All living things on Earth depend on the Sun. Photosynthesis maintains the entire biosphere on Earth. As crucial factors for photosynthesis, chlorophylls link the Sun, which is 150 million kilometers away, to the life on Earth. Studying the molecular mechanisms of chlorophyll biosynthesis and photosynthesis is not only to satisfy our curiosity, but also to provide knowledge reserves for solving the many challenges faced by humanity. 

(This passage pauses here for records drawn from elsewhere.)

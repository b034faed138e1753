//! Source positions and diagnostic entries.

use std::fmt;

use serde::{Deserialize, Serialize};

/// A resolved source position: original file and 1-based line.
#[derive(Debug, Clone, PartialEq, Eq, Hash, Serialize, Deserialize)]
pub struct Pos {
    pub file: String,
    pub line: u32,
}

impl Pos {
    pub fn new(file: impl Into<String>, line: u32) -> Self {
        Self {
            file: file.into(),
            line,
        }
    }

    /// Position for entities with no usable source location (e.g. graph
    /// inputs without positions).
    pub fn unknown() -> Self {
        Self::new("<unknown>", 0)
    }
}

impl fmt::Display for Pos {
    fn fmt(&self, f: &mut fmt::Formatter<'_>) -> fmt::Result {
        write!(f, "{}:{}", self.file, self.line)
    }
}

/// One diagnostic produced by the analysis.
///
/// Entries travel from the analysis worker to the drain thread as
/// `Option<Entry>`; `None` is the channel terminator.
#[derive(Debug, Clone, PartialEq, Eq)]
pub enum Entry {
    Note(Pos, String),
    Warning(Pos, String),
    Error(Pos, String),
}

impl Entry {
    pub fn pos(&self) -> &Pos {
        match self {
            Entry::Note(p, _) | Entry::Warning(p, _) | Entry::Error(p, _) => p,
        }
    }

    pub fn text(&self) -> &str {
        match self {
            Entry::Note(_, t) | Entry::Warning(_, t) | Entry::Error(_, t) => t,
        }
    }

    /// Lower-case kind name, used by both output formatters.
    pub fn kind(&self) -> &'static str {
        match self {
            Entry::Note(..) => "note",
            Entry::Warning(..) => "warning",
            Entry::Error(..) => "error",
        }
    }

    pub fn is_error(&self) -> bool {
        matches!(self, Entry::Error(..))
    }

    pub fn is_warning(&self) -> bool {
        matches!(self, Entry::Warning(..))
    }
}

#[cfg(test)]
mod tests {
    use super::*;

    #[test]
    fn test_pos_display() {
        assert_eq!(Pos::new("a.c", 12).to_string(), "a.c:12");
    }

    #[test]
    fn test_entry_accessors() {
        let e = Entry::Error(Pos::new("a.c", 3), "boom".into());
        assert_eq!(e.kind(), "error");
        assert_eq!(e.text(), "boom");
        assert_eq!(e.pos().line, 3);
        assert!(e.is_error());
        assert!(!e.is_warning());
    }
}
use clap::Parser;
use tracing_subscriber::{layer::SubscriberExt, util::SubscriberInitExt};

use ward_cli::{Cli, EXIT_SETUP};

fn main() {
    tracing_subscriber::registry()
        .with(
            tracing_subscriber::EnvFilter::try_from_default_env()
                .unwrap_or_else(|_| "ward=info".into()),
        )
        .with(tracing_subscriber::fmt::layer().with_writer(std::io::stderr))
        .init();

    let cli = Cli::parse();
    match ward_cli::run(cli) {
        Ok(code) => std::process::exit(code),
        Err(err) => {
            eprintln!("ward: {err}");
            std::process::exit(EXIT_SETUP);
        }
    }
}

Phototrophs adapt to the available light resources in their niche via specific types of photosynthetic pigments and systems. A certain phototroph can only use a limited range of the solar spectrum. By using genetic engineering, we will break through the evolutionary gap so to splice the pigment biosynthetic pathways, to modify the inherent photosystems, and to assemble foreign photosystems in model photosynthetic organisms. We aim to understand the complex assembly mechanisms of photosystems and to obtain engineered ‘broad-spectrum’ photosynthetic bacteria that can make better use of solar energy.

In this long-term project, we attempt to integrate all our knowledge of photosynthesis and use the methodology of genetic engineering and synthetic biology to gradually build a photosystem from the bottom up in heterotrophic microorganisms. At the initial stage we will conduct the project in prokaryotes, mainly E. coli, and later the plan may be extended to eukaryotic microorganisms, such as yeast. This project is extremely challenging, and its ultimate goal is to establish a functional photosystem in heterotrophic organisms that is able to harvest light energy and carry out photochemical reactions in harmony with the energy metabolism of the host.

Chlorophylls are cyclic tetrapyrrole molecules with unique chemical structures including a central magnesium ion and a fifth ring. The formation of the fifth ring causes a color change from ‘red’ to ‘green’, giving rise to the absorption lineshape of chlorophylls. There are two completely different enzymes that catalyze the formation of this ring, one is O2-sensitive and the other depends on O2. The O2-dependent one can be subdivided into three classes in photosynthetic organisms based on whether it requires an auxiliary subunit. This lab studies the biochemical properties of cyclase in combination with structural biological approaches in order to pinpoint the key amino acid residues involved in the reaction, and to elucidate details of the electron transfer process required by the reaction. We will also work on the activity and regulation of cyclase, and its interaction with other chlorophyll biosynthetic enzymes in model photosynthetic organisms.